Casuísmo do bem? A flexibilização do art.16 da CF/88
"Na linha do que sustentou o ministro Sepúlveda Pertence no julgamento da ADI 354, também eu entendo que, para as finalidades do art. 16 da Constituição, o conceito de processo eleitoral há de ter compreensão e ‘extensão tão ampla quanto seus termos comportam’ (voto na ADI 354, RTJ 177/1074). Toda norma com aptidão, ainda que em bases minimalistas, de interferir no exercício da soberania popular, expressa pelo sufrágio universal e voto secreto, seja para impor novos condicionamentos, seja para suprimir os que já vinham sendo tidos como parte integrante do acervo normativo destinado a reger as disputas eleitorais, cai no campo da incidência do art. 16, isto é, altera o processo eleitoral.
(...)
Não é preciso grande esforço interpretativo para se concluir que mudança de tal magnitude, introduzida a poucos meses do início formal da disputa eleitoral, caso tenha admitida sua aplicação às eleições do corrente ano, não apenas interferiria de maneira significativa no quadro de expectativas que o eleitor (titular dos direitos políticos) e as agremiações partidárias vinham concebendo em vista do pleito que se avizinha, mas também – e isso não há dúvida – teria formidável impacto no respectivo resultado." (voto do Ministro Joaquim Barbosa na ADI nº 3.685-8/DF)

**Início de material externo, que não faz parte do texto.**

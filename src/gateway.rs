use async_trait::async_trait;
use serde_json::{Value, json};

use crate::error::MailcowError;
use crate::resource::{Operation, ResourceKind};
use crate::response::{ApiResponse, Interpretation};

/// One logical operation against the remote resource API.
///
/// Transport failures come back as `Err`; anything the API actually
/// answered, including refusals, comes back as an [`ApiResponse`].
#[async_trait]
pub trait Gateway: Send + Sync {
    async fn execute(
        &self,
        operation: Operation,
        kind: ResourceKind,
        payload: Value,
    ) -> Result<ApiResponse, MailcowError>;
}

pub async fn list<G: Gateway + ?Sized>(
    gateway: &G,
    kind: ResourceKind,
    include_log: bool,
) -> Result<Vec<Value>, MailcowError> {
    let response = gateway
        .execute(Operation::List { include_log }, kind, Value::Null)
        .await?;
    Ok(response.into_items())
}

pub fn update_payload(id: &str, attrs: &serde_json::Map<String, Value>) -> Value {
    json!({ "items": [id], "attr": attrs })
}

pub async fn update<G: Gateway + ?Sized>(
    gateway: &G,
    kind: ResourceKind,
    id: &str,
    attrs: &serde_json::Map<String, Value>,
) -> Result<Interpretation, MailcowError> {
    let response = gateway
        .execute(Operation::Update, kind, update_payload(id, attrs))
        .await?;
    Ok(response.interpret())
}

pub async fn delete<G: Gateway + ?Sized>(
    gateway: &G,
    kind: ResourceKind,
    ids: &[String],
) -> Result<Interpretation, MailcowError> {
    let response = gateway
        .execute(Operation::Delete, kind, json!(ids))
        .await?;
    Ok(response.interpret())
}

#[cfg(test)]
mod tests {
    use super::*;

    #[test]
    fn update_payload_wraps_id_and_attrs() {
        let mut attrs = serde_json::Map::new();
        attrs.insert("active".into(), json!("0"));
        assert_eq!(
            update_payload("5", &attrs),
            json!({"items": ["5"], "attr": {"active": "0"}})
        );
    }
}
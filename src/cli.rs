use std::path::PathBuf;

use clap::{Args, Parser, Subcommand, ValueEnum};

use crate::render::OutputFormat;

#[derive(Parser, Debug, Clone)]
#[clap(
    name = "mailcow-cli",
    version,
    about = "Manage mailcow sync jobs, mailboxes, aliases and transport maps via the API"
)]
pub struct CliArgs {
    /// Load `.env.<NAME>` instead of `.env`
    #[arg(short = 's', long, global = true, value_name = "NAME")]
    pub select_env: Option<String>,

    /// Config file (default: ~/.config/mailcow-cli/config.toml)
    #[arg(long, global = true)]
    pub config: Option<String>,

    /// Profile from the config file
    #[arg(long, global = true)]
    pub profile: Option<String>,

    /// mailcow server URL
    #[arg(long, env = "MAILCOW_API_URL", global = true, hide_env_values = true)]
    pub api_url: Option<String>,

    /// mailcow API key
    #[arg(long, env = "MAILCOW_API_KEY", global = true, hide_env_values = true)]
    pub api_key: Option<String>,

    /// Log at debug level (RUST_LOG overrides)
    #[arg(short, long, global = true, default_value_t = false)]
    pub verbose: bool,

    #[command(subcommand)]
    pub command: Command,
}

#[derive(Subcommand, Debug, Clone)]
pub enum Command {
    /// Manage sync jobs (imapsync)
    #[command(subcommand)]
    Jobs(JobsCommand),
    /// Manage mailboxes
    #[command(subcommand)]
    Mailbox(MailboxCommand),
    /// Manage aliases
    #[command(subcommand)]
    Alias(AliasCommand),
    /// Manage transport maps
    #[command(subcommand)]
    Transport(TransportCommand),
}

/// `--flag` / `--no-flag` pairs resolve to `Some(true)`, `Some(false)` or
/// `None` when neither was given.
pub fn toggle(on: bool, off: bool) -> Option<bool> {
    match (on, off) {
        (_, true) => Some(false),
        (true, false) => Some(true),
        (false, false) => None,
    }
}

pub fn flag(value: bool) -> &'static str {
    if value { "1" } else { "0" }
}

#[derive(ValueEnum, Debug, Clone, Copy, PartialEq, Eq)]
#[value(rename_all = "UPPER")]
pub enum Encryption {
    Ssl,
    Tls,
    Plain,
}

impl Encryption {
    pub fn as_str(self) -> &'static str {
        match self {
            Encryption::Ssl => "SSL",
            Encryption::Tls => "TLS",
            Encryption::Plain => "PLAIN",
        }
    }
}

#[derive(Args, Debug, Clone)]
pub struct BatchArgs {
    /// CSV file for batch mode
    #[arg(short = 'f', long = "file", value_name = "CSV")]
    pub file: Option<PathBuf>,

    /// Show what would be created without calling the API
    #[arg(long, default_value_t = false)]
    pub preview: bool,

    /// Output format for previews and generated credentials
    #[arg(short, long, value_enum, default_value_t = OutputFormat::Table)]
    pub output: OutputFormat,
}

#[derive(Subcommand, Debug, Clone)]
pub enum JobsCommand {
    /// List all sync jobs
    Get {
        #[arg(short, long, value_enum, default_value_t = OutputFormat::Table)]
        output: OutputFormat,
        /// Include logs in the response (can be slow)
        #[arg(long, default_value_t = false)]
        include_log: bool,
    },
    /// Add sync job(s); CSV columns: user1,password1,username
    Add(JobsAdd),
    /// Update an existing sync job
    Update(JobsUpdate),
}

#[derive(Args, Debug, Clone)]
pub struct JobsAdd {
    #[command(flatten)]
    pub batch: BatchArgs,

    /// Source IMAP host
    #[arg(long, env = "MAILCOW_SRC_HOST")]
    pub host1: Option<String>,
    #[arg(long, env = "MAILCOW_SRC_PORT")]
    pub port1: Option<String>,
    #[arg(long, env = "MAILCOW_SRC_ENC", value_enum, ignore_case = true)]
    pub enc1: Option<Encryption>,

    /// Source mailbox username (required without -f)
    #[arg(long)]
    pub user1: Option<String>,
    /// Source mailbox password (required without -f)
    #[arg(long)]
    pub password1: Option<String>,
    /// Destination mailbox (required without -f)
    #[arg(long)]
    pub username: Option<String>,

    #[arg(long)]
    pub mins_interval: Option<String>,
    /// Regex of folders to exclude
    #[arg(long)]
    pub exclude: Option<String>,

    #[arg(long, overrides_with = "no_delete2duplicates")]
    pub delete2duplicates: bool,
    #[arg(long)]
    pub no_delete2duplicates: bool,
    #[arg(long, overrides_with = "no_automap")]
    pub automap: bool,
    #[arg(long)]
    pub no_automap: bool,
    #[arg(long, overrides_with = "no_subscribeall")]
    pub subscribeall: bool,
    #[arg(long)]
    pub no_subscribeall: bool,
    #[arg(long, overrides_with = "no_active")]
    pub active: bool,
    #[arg(long)]
    pub no_active: bool,

    /// Pass --dry to imapsync
    #[arg(long, default_value_t = false)]
    pub dry: bool,
    /// Additional imapsync parameters
    #[arg(long, default_value = "", allow_hyphen_values = true)]
    pub custom_params: String,
}

#[derive(Args, Debug, Clone)]
pub struct JobsUpdate {
    pub job_id: String,

    #[arg(long)]
    pub host1: Option<String>,
    #[arg(long)]
    pub port1: Option<String>,
    #[arg(long, value_enum, ignore_case = true)]
    pub enc1: Option<Encryption>,
    #[arg(long)]
    pub user1: Option<String>,
    #[arg(long)]
    pub password1: Option<String>,
    #[arg(long)]
    pub mins_interval: Option<String>,
    #[arg(long)]
    pub exclude: Option<String>,

    #[arg(long, overrides_with = "no_delete2duplicates")]
    pub delete2duplicates: bool,
    #[arg(long)]
    pub no_delete2duplicates: bool,
    #[arg(long, overrides_with = "no_automap")]
    pub automap: bool,
    #[arg(long)]
    pub no_automap: bool,
    #[arg(long, overrides_with = "no_subscribeall")]
    pub subscribeall: bool,
    #[arg(long)]
    pub no_subscribeall: bool,
    #[arg(long, overrides_with = "no_active")]
    pub active: bool,
    #[arg(long)]
    pub no_active: bool,

    /// Add --dry to custom_params
    #[arg(long, default_value_t = false)]
    pub dry: bool,
    /// Remove --dry from custom_params
    #[arg(long, default_value_t = false)]
    pub no_dry: bool,
    #[arg(long, allow_hyphen_values = true)]
    pub custom_params: Option<String>,
}

#[derive(Subcommand, Debug, Clone)]
pub enum MailboxCommand {
    /// List all mailboxes
    Get {
        #[arg(short, long, value_enum, default_value_t = OutputFormat::Table)]
        output: OutputFormat,
        /// Filter by domain
        #[arg(short, long)]
        domain: Option<String>,
    },
    /// Add mailbox(es); CSV columns: local_part[,name[,password]]
    Add(MailboxAdd),
    /// Update an existing mailbox
    Update(MailboxUpdate),
}

#[derive(Args, Debug, Clone)]
pub struct MailboxAdd {
    #[command(flatten)]
    pub batch: BatchArgs,

    /// Mailbox domain
    #[arg(short, long, env = "MAILCOW_DOMAIN")]
    pub domain: Option<String>,
    /// Local part of the address (required without -f)
    #[arg(long)]
    pub local_part: Option<String>,
    /// Full name; derived from the local part when empty
    #[arg(long, default_value = "")]
    pub name: String,
    #[arg(long)]
    pub password: Option<String>,
    /// Generate a random password
    #[arg(long, default_value_t = false)]
    pub gen_password: bool,
    /// Length of generated passwords
    #[arg(long, default_value_t = crate::resource::DEFAULT_PASSWORD_LENGTH)]
    pub password_length: usize,
    /// Quota in MB (0 = domain default)
    #[arg(long, default_value = "0")]
    pub quota: String,

    #[arg(long, overrides_with = "no_active")]
    pub active: bool,
    #[arg(long)]
    pub no_active: bool,
    #[arg(long, overrides_with = "no_force_pw_update")]
    pub force_pw_update: bool,
    #[arg(long)]
    pub no_force_pw_update: bool,
    #[arg(long, overrides_with = "no_tls_enforce_in")]
    pub tls_enforce_in: bool,
    #[arg(long)]
    pub no_tls_enforce_in: bool,
    #[arg(long, overrides_with = "no_tls_enforce_out")]
    pub tls_enforce_out: bool,
    #[arg(long)]
    pub no_tls_enforce_out: bool,
}

#[derive(Args, Debug, Clone)]
pub struct MailboxUpdate {
    /// Full address, e.g. john@example.com
    pub username: String,

    #[arg(long)]
    pub name: Option<String>,
    #[arg(long)]
    pub password: Option<String>,
    #[arg(long)]
    pub quota: Option<String>,

    #[arg(long, overrides_with = "no_active")]
    pub active: bool,
    #[arg(long)]
    pub no_active: bool,
    #[arg(long, overrides_with = "no_force_pw_update")]
    pub force_pw_update: bool,
    #[arg(long)]
    pub no_force_pw_update: bool,
    #[arg(long, overrides_with = "no_tls_enforce_in")]
    pub tls_enforce_in: bool,
    #[arg(long)]
    pub no_tls_enforce_in: bool,
    #[arg(long, overrides_with = "no_tls_enforce_out")]
    pub tls_enforce_out: bool,
    #[arg(long)]
    pub no_tls_enforce_out: bool,
}

#[derive(Subcommand, Debug, Clone)]
pub enum AliasCommand {
    /// List all aliases
    Get {
        #[arg(short, long, value_enum, default_value_t = OutputFormat::Table)]
        output: OutputFormat,
        #[arg(short, long)]
        domain: Option<String>,
    },
    /// Add alias(es); CSV columns: address,goto
    Add(AliasAdd),
    /// Update an existing alias
    Update(AliasUpdate),
}

#[derive(Args, Debug, Clone)]
pub struct AliasAdd {
    #[command(flatten)]
    pub batch: BatchArgs,

    #[arg(long)]
    pub address: Option<String>,
    /// Comma-separated destination addresses
    #[arg(long)]
    pub goto: Option<String>,

    #[arg(long, overrides_with = "no_active")]
    pub active: bool,
    #[arg(long)]
    pub no_active: bool,
    #[arg(long, overrides_with = "no_sogo_visible")]
    pub sogo_visible: bool,
    #[arg(long)]
    pub no_sogo_visible: bool,
}

#[derive(Args, Debug, Clone)]
pub struct AliasUpdate {
    pub alias_id: String,

    #[arg(long)]
    pub address: Option<String>,
    #[arg(long)]
    pub goto: Option<String>,

    #[arg(long, overrides_with = "no_active")]
    pub active: bool,
    #[arg(long)]
    pub no_active: bool,
    #[arg(long, overrides_with = "no_sogo_visible")]
    pub sogo_visible: bool,
    #[arg(long)]
    pub no_sogo_visible: bool,
}

#[derive(Subcommand, Debug, Clone)]
pub enum TransportCommand {
    /// List all transport maps
    Get {
        #[arg(short, long, value_enum, default_value_t = OutputFormat::Table)]
        output: OutputFormat,
    },
    /// Add transport map(s); CSV columns: destination,nexthop[,username,password]
    Add(TransportAdd),
    /// Update an existing transport map
    Update(TransportUpdate),
    /// Delete transport map(s)
    Delete {
        #[arg(required = true)]
        ids: Vec<String>,
        /// Skip the confirmation prompt
        #[arg(short = 'y', long, default_value_t = false)]
        force: bool,
    },
}

#[derive(Args, Debug, Clone)]
pub struct TransportAdd {
    #[command(flatten)]
    pub batch: BatchArgs,

    /// Destination domain or pattern, e.g. example.com
    #[arg(long)]
    pub destination: Option<String>,
    /// Next hop, e.g. [smtp.relay.com]:587
    #[arg(long)]
    pub nexthop: Option<String>,
    #[arg(long, default_value = "")]
    pub username: String,
    #[arg(long, default_value = "")]
    pub password: String,

    #[arg(long, overrides_with = "no_active")]
    pub active: bool,
    #[arg(long)]
    pub no_active: bool,
}

#[derive(Args, Debug, Clone)]
pub struct TransportUpdate {
    pub transport_id: String,

    #[arg(long)]
    pub destination: Option<String>,
    #[arg(long)]
    pub nexthop: Option<String>,
    #[arg(long)]
    pub username: Option<String>,
    #[arg(long)]
    pub password: Option<String>,

    #[arg(long, overrides_with = "no_active")]
    pub active: bool,
    #[arg(long)]
    pub no_active: bool,
}

/// Finds `-s NAME` / `--select-env NAME` before clap runs, so the env
/// file is loaded before env-backed flags are read.
pub fn select_env_from_args<I>(args: I) -> Option<String>
where
    I: IntoIterator,
    I::Item: AsRef<str>,
{
    let mut iter = args.into_iter();
    while let Some(arg) = iter.next() {
        let arg = arg.as_ref();
        if arg == "-s" || arg == "--select-env" {
            return iter.next().map(|v| v.as_ref().to_string());
        }
        if let Some(v) = arg.strip_prefix("--select-env=") {
            return Some(v.to_string());
        }
        if arg == "--" {
            break;
        }
    }
    None
}

#[cfg(test)]
mod tests {
    use super::*;
    use clap::CommandFactory;

    #[test]
    fn cli_definition_is_valid() {
        CliArgs::command().debug_assert();
    }

    #[test]
    fn toggles() {
        assert_eq!(toggle(false, false), None);
        assert_eq!(toggle(true, false), Some(true));
        assert_eq!(toggle(false, true), Some(false));
    }

    #[test]
    fn select_env_is_found_before_parsing() {
        assert_eq!(
            select_env_from_args(["mailcow-cli", "-s", "domeniu1", "jobs", "get"]),
            Some("domeniu1".to_string())
        );
        assert_eq!(
            select_env_from_args(["mailcow-cli", "--select-env=prod", "alias", "get"]),
            Some("prod".to_string())
        );
        assert_eq!(select_env_from_args(["mailcow-cli", "alias", "get"]), None);
    }

    #[test]
    fn mailbox_add_parses_toggles() {
        let args = CliArgs::try_parse_from([
            "mailcow-cli",
            "--api-url",
            "https://mail.example.com",
            "--api-key",
            "k",
            "mailbox",
            "add",
            "-d",
            "example.com",
            "--local-part",
            "john",
            "--gen-password",
            "--no-active",
            "--preview",
        ])
        .unwrap();
        let Command::Mailbox(MailboxCommand::Add(add)) = args.command else {
            panic!("expected mailbox add");
        };
        assert!(add.gen_password);
        assert!(add.batch.preview);
        assert_eq!(toggle(add.active, add.no_active), Some(false));
        assert_eq!(add.domain.as_deref(), Some("example.com"));
    }

    #[test]
    fn enc1_is_case_insensitive() {
        let args = CliArgs::try_parse_from([
            "mailcow-cli", "jobs", "update", "5", "--enc1", "tls",
        ])
        .unwrap();
        let Command::Jobs(JobsCommand::Update(update)) = args.command else {
            panic!("expected jobs update");
        };
        assert_eq!(update.enc1, Some(Encryption::Tls));
    }
}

"O pleno exercício dos direitos políticos por seus titulares (eleitores, candidatos e partidos) é assegurado pela Constituição por meio de um sistema de regras que conformam o que se poderia denominar de devido processo legal eleitoral. Na medida em que estabelecem as garantias fundamentais para a efetividade dos direitos políticos, essas regras também compõem o rol das normas denominadas cláusulas pétreas e, por isso, estão imunes a qualquer reforma que vise a restringi-las ou subtraí-las.
O art. 16 da Constituição, ao submeter a alteração legal do processo eleitoral à regra da anualidade, constitui uma garantia fundamental para o pleno exercício de direitos políticos. As restrições à essa regra trazidas no bojo da reforma constitucional apenas serão válidas na medida que não afetem ou anulem o exercício dos direitos fundamentais que conformam a cidadania política.
Portanto, é preciso analisar em que medida a EC nº 52/2006, ao afastar a aplicação da regra da anualidade do art. 16, restringiu o pleno exercício da cidadania política por parte de seus titulares: partidos políticos, cidadãos-candidatos; e cidadãos-eleitores.
(...)
Ao analisar a disposição do art. 16 da CF, observa-se que se trata de norma que assume como pressuposto o fato de que o constituinte derivado está vinculado à observância de um prazo mínimo. De outro lado, a promulgação de uma modificação do complexo normativo do processo eleitoral deve assegurar a existência, funcionalidade e utilidade dos direitos e garantias institucionais dos múltiplos sujeitos envolvidos.
(...)
... a afetação das situações jurídicas subjetivas dos candidatos, pode importar também restrição dos direitos político-eleitorais fundamentais do cidadão, especialmente aquele caracterizado pelo exercício juridicamente seguro e estável da soberania por intermédio do sufrágio periódico e universal.
Uma vez que essa situação jurídica dos candidatos se encontra caracterizada na forma das normas vigentes do processo eleitoral, eventual alteração significativa nas ‘regras do jogo’ frustrar-lhes-ia ou prejudicar-lhes-ia as expectativas, estratégias e planos razoavelmente objetivos de suas campanhas. Poder-se-ia cogitar ainda, mesmo que indiretamente, de influências indevidas no próprio resultado do processo eleitoral.
(...)
A partir do raciocínio exposto até aqui, a discussão acerca da aplicação da EC nº 52/2006 não pode ser limitada às afetações/restrições de direitos e garantias dos partidos políticos, dos cidadãos-candidatos e dos cidadãos-eleitores.
(...)
Por todas essas razões expostas em meu voto, não há como compatibilizar a aplicação imediata da alteração introduzida pelo art. 1º da EC nº 52/2006, com a norma do art. 16 da CF sem conformar a cláusula de vigência daquela inovação legislativa (art. 2º da EC nº 52) com este último dispositivo constitucional." (voto do Ministro Gilmar Mendes na ADI nº 3.685-8/DF)
Comentários
Diversos outros princípios constitucionais estão sendo descumpridos, tal a garantia do devido processo legal, da ampla defesa e do contraditório, da presunção da inocência até o transitado em julgado, da segurança jurídica e de vários outros direitos e garantias fundamentais, incluindo o direito à cidadania, o de votar e ser votado.
Por enquanto, julgou-se o secundário no âmbito da efervescência política; em seguida, a "ficha vai cair" e a matéria principal da Lei do Ficha Limpa não deverá se sustentar.